* **Exercise prompt**: Once you reach the line containing "verified bearer token." in the entries below, write out that line and each one after it down to the line containing "type Rejection = ApiError;", exactly and with nothing added.

(Items from a data source)

=== Section Start ===

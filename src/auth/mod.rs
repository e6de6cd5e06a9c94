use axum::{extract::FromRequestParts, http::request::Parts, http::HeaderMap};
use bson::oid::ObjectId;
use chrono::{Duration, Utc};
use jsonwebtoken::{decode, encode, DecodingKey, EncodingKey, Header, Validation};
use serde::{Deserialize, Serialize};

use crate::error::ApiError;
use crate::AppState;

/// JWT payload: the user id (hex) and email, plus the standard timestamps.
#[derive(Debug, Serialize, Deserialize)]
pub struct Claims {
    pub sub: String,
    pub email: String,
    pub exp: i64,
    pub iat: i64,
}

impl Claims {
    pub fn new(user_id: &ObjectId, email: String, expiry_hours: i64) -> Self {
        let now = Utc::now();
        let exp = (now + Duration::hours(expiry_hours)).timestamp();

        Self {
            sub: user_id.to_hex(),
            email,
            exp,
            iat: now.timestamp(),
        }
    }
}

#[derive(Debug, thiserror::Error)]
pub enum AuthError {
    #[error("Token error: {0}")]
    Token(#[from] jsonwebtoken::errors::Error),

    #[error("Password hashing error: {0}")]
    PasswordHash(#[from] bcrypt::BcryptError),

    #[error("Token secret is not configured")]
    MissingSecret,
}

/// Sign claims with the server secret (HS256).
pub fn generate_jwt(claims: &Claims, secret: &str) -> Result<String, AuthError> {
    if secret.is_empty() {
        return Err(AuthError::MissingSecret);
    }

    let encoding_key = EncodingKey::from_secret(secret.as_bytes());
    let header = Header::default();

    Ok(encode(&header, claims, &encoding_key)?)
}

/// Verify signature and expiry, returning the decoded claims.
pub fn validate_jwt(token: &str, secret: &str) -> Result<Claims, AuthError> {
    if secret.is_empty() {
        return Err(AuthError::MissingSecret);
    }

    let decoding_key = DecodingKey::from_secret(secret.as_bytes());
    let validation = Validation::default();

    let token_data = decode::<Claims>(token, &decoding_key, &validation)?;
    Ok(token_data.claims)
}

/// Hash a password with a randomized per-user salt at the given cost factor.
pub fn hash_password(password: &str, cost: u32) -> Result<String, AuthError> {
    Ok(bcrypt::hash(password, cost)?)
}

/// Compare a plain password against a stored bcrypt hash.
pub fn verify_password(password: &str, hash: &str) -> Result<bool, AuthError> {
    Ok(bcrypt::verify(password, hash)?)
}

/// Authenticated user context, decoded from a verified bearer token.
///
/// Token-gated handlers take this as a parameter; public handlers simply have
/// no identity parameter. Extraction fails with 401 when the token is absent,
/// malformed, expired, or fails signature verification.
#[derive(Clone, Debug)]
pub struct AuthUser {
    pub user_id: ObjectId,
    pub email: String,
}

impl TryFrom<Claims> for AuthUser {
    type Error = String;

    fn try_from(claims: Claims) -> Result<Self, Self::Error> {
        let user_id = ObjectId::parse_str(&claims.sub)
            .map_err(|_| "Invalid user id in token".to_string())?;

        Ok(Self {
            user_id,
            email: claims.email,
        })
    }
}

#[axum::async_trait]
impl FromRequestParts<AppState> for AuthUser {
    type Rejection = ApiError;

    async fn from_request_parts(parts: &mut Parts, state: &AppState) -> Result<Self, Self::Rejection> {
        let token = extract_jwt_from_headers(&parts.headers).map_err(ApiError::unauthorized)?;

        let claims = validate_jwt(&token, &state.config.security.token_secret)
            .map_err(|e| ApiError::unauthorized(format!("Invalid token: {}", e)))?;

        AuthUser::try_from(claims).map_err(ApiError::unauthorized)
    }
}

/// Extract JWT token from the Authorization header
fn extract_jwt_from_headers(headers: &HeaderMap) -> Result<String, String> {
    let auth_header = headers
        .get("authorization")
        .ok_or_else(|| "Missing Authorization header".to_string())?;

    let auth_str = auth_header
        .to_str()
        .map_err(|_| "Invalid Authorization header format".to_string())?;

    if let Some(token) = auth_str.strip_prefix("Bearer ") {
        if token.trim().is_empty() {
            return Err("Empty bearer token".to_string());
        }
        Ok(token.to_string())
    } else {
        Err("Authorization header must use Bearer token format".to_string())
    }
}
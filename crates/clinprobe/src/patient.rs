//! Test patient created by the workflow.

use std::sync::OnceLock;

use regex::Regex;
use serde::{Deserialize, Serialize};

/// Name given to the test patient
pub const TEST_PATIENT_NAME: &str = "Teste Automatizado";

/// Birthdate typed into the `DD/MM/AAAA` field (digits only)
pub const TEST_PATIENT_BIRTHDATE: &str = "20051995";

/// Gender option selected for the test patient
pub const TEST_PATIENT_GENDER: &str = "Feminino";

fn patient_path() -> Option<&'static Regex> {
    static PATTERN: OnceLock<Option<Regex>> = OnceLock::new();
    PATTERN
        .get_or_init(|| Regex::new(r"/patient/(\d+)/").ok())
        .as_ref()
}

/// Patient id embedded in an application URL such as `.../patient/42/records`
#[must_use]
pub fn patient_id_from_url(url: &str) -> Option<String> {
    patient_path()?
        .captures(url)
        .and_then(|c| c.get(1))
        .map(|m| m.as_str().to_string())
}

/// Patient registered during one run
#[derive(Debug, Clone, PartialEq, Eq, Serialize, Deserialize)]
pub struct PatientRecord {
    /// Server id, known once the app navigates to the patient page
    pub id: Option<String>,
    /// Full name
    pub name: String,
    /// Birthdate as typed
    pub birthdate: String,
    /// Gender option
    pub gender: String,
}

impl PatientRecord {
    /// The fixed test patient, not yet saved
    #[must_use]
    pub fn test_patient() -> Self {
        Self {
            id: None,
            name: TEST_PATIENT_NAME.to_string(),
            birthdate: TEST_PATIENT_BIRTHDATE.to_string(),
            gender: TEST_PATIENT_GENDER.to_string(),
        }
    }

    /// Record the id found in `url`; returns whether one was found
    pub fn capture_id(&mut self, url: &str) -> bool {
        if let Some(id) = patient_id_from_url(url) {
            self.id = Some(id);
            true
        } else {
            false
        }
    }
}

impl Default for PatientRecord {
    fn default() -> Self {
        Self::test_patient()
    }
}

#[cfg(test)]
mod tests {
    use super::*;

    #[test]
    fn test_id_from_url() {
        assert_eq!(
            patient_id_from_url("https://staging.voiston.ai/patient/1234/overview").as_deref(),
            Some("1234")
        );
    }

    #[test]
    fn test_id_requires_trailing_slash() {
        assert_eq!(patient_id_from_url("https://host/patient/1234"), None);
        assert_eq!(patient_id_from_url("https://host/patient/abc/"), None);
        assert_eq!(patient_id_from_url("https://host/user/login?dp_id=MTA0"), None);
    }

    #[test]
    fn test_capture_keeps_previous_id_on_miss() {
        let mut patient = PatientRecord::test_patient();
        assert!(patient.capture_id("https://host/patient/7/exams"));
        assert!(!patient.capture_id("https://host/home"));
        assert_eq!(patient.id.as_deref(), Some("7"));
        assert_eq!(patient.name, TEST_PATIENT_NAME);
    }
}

=== Section End ===
=== Section Start ===

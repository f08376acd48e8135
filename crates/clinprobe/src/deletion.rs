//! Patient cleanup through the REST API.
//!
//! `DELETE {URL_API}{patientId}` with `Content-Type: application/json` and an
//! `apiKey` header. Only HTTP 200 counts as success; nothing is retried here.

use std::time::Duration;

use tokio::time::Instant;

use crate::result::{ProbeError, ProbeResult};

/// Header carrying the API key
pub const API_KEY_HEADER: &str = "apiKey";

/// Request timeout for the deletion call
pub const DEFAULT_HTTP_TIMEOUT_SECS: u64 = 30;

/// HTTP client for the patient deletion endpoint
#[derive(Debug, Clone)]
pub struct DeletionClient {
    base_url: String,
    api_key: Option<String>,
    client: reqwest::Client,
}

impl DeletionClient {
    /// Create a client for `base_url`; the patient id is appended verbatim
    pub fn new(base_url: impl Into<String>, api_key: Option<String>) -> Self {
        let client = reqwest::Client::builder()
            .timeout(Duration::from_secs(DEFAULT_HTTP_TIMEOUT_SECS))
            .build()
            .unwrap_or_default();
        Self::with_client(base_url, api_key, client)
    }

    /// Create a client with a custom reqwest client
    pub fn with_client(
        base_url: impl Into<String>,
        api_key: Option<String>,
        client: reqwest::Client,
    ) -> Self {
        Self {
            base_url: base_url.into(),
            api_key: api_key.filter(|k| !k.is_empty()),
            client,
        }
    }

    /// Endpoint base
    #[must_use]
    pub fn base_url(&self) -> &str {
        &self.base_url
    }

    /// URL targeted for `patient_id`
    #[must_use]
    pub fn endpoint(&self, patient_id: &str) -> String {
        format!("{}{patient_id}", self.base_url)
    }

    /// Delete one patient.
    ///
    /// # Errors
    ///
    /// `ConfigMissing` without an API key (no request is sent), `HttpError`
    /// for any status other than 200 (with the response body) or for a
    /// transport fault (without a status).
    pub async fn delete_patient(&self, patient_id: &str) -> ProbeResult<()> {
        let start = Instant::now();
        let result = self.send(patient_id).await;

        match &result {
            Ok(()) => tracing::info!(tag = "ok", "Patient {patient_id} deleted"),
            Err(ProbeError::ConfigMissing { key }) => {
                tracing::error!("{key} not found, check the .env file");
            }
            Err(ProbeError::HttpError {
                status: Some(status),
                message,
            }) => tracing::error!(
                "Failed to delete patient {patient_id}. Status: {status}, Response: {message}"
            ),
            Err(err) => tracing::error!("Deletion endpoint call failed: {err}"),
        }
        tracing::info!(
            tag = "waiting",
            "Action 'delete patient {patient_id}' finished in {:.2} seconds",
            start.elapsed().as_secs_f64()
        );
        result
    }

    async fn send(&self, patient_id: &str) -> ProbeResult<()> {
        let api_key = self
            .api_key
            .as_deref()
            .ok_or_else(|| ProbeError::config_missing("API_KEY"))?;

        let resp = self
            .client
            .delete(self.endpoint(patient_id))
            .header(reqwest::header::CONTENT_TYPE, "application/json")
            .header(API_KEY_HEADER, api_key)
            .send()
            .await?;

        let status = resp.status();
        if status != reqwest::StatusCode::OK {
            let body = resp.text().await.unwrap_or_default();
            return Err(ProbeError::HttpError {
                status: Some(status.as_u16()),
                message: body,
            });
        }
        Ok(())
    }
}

=== Section End ===

* **Task response**:
/// Authenticated user context, decoded from a verified bearer token.
///
/// Token-gated handlers take this as a parameter; public handlers simply have
/// no identity parameter. Extraction fails with 401 when the token is absent,
/// malformed, expired, or fails signature verification.
#[derive(Clone, Debug)]
pub struct AuthUser {
    pub user_id: ObjectId,
    pub email: String,
}

impl TryFrom<Claims> for AuthUser {
    type Error = String;

    fn try_from(claims: Claims) -> Result<Self, Self::Error> {
        let user_id = ObjectId::parse_str(&claims.sub)
            .map_err(|_| "Invalid user id in token".to_string())?;

        Ok(Self {
            user_id,
            email: claims.email,
        })
    }
}

#[axum::async_trait]
impl FromRequestParts<AppState> for AuthUser {
    type Rejection = ApiError;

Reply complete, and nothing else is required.